Dalam makalah ini tidak terfokus pada pengkategorian watak baik dan buruk saja, tetapi lebih diperincikan pada pengkategorian watak kepribadian atas ciri-ciri khusus yang ada pada masing-masing watak. Dalam rangka itu, sebelum membicarakan watak khusus itu maka perlu dijelaskan perkara yang dijadikan standard dalam mengklasifikasikan watak tersebut. Al-Quran membincangkan berbagai-bagai watak manusia. Perbincangan itu didasarkan atas berbagai aspek, yang secara umum dapat diklasifikasikan menjadi sepuluh watak. Setiap watak itu dapat dimasukkan ke dalam salah satu dari sepuluh watak tersebut, yaitu:

Tipologi Kebenaran dan Risalah Ilahiah

Al-Quran membagi watak manusia, jika dilihat dari aspek penerimaan dan penolakan terhadap kebenaran dan risalah ilahiah yang dibawa para nabi, kepada tiga jenis iaitu menerima, pura-pura menerima, dan menolaknya. Orang-orang yang menerimanya disebut dengan orang mukmin dan musaddiq (membenarkan). Orang yang berpura-pura menerimanya disebut dengan orang munafik. Sedangkan orang-orang yang menolaknya disebut sebagai kafir dan mukadhdhib (mendustakan). Pengklasifikasian manusia ke dalam jenis-jenis ini ditegaskan dalam al-Quran (al-Taghābun 64 : 2) 

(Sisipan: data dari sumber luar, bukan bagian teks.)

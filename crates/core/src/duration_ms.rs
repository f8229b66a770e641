//! Serde helpers storing `std::time::Duration` as integer milliseconds.

use std::time::Duration;

use serde::{Deserialize, Deserializer, Serializer};

pub fn serialize<S>(value: &Duration, serializer: S) -> Result<S::Ok, S::Error>
where
    S: Serializer,
{
    serializer.serialize_u64(value.as_millis().min(u64::MAX as u128) as u64)
}

pub fn deserialize<'de, D>(deserializer: D) -> Result<Duration, D::Error>
where
    D: Deserializer<'de>,
{
    u64::deserialize(deserializer).map(Duration::from_millis)
}

pub mod option {
    use super::*;

    pub fn serialize<S>(value: &Option<Duration>, serializer: S) -> Result<S::Ok, S::Error>
    where
        S: Serializer,
    {
        match value {
            Some(d) => super::serialize(d, serializer),
            None => serializer.serialize_none(),
        }
    }

    pub fn deserialize<'de, D>(deserializer: D) -> Result<Option<Duration>, D::Error>
    where
        D: Deserializer<'de>,
    {
        Ok(Option::<u64>::deserialize(deserializer)?.map(Duration::from_millis))
    }
}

Watak mukmin ditandai dengan merindukan ayat-ayat Allah, bertawakal kepada-Nya, sholat dengan khusyuk, yaitu jiwanya tunduk kepada Allah, peduli terhadap orang-orang susah, tidak menyukai perkataan tidak berguna seperti perkataan batil dan sumpah palsu dan menjaga diri dari berbuat jahat atau zina. Inilah sikap dan perilaku terpuji yang lahir dari orang yang mempunyai watak mukmin. 

Kafir bererti menentang kebenaran, terutama kebenaran yang dibawa para nabi, baik dalam makna tidak mempercayai ataupun menolak mengamalkannya. Mukadhdhib bermakna membohongkan atau mendustakan kebenaran terutama risalah ilahiah yang dibawa para nabi. Orang yang berwatak kafir dan mukadhdhib memiliki ciri sebaliknya daripada ciri di atas. Dia tidak memiliki rasa kerinduan kepada ayat-ayat Allah. Jiwanya tidak merasakan apa-apa ketika mendengarkan ayat-ayat Allah, tidak berserah diri kepada-Nya, tidak salat, kurang kepedulian kepada orang-orang yang tidak mampu – kalaupun membantu atau memberi, dia mempunyai maksud tertentu di balik pemberiannya itu dan tidak merasa perlu menjaga diri dari zina kecuali kerana hanya menjaga kesihatan. Bahkan, dia menolak kepercayaan kepada risalah yang dibawa para nabi. 

Orang yang berwatak munafik mempunyai sifat penampilan sebagai orang mukmin tetapi perbuatannya penuh dengan kejahatan. Kalaupun dia berbuat baik, kebaikannya itu hanya untuk menarik perhatian dan kepercayaan orang terhadapnya. Al-Quran dalam surah al-Baqarah ayat 11, Allah berfirman; “Apabila dikatakan kepada mereka (orang-orang munafik), janganlah kalian berbuat kerusakan di muka bumi. Mereka menjawab, sesungguhnya kami ini orang baik (muslihun).” Orang munafik ini menjalani kehidupannya penuh dengan pura-pura atau berlagak baik untuk mewujudkan kepentingannya, maka oleh kerana itu dia selalu berada pada pihak yang diuntungkan.

Tipologi Bermuamalah

Sebagai makhluk sosial, manusia tidak bisa hidup sendirian, dia memerlukan orang lain bahkan lingkungan non manusia atau alam sekitar. Dalam berinteraksi dengan alam sekitarnya, manusia memperlihatkan berbagai ragam interaksi. Akan tetapi secara umum dapat dikategorikan kepada dua jenis, yaitu baik dan buruk. Hal itu didasarkan atas kesan yang ditimbulkan interaksinya itu terhadap lingkungannya. Ada beberapa istilah yang digunakan al-Quran untuk menggambarkan jenis pertama (baik), yaitu sālih, muslih, dan muhsin. Sedangkan jenis yang tidak baik adalah mufsid dan fāsiq. 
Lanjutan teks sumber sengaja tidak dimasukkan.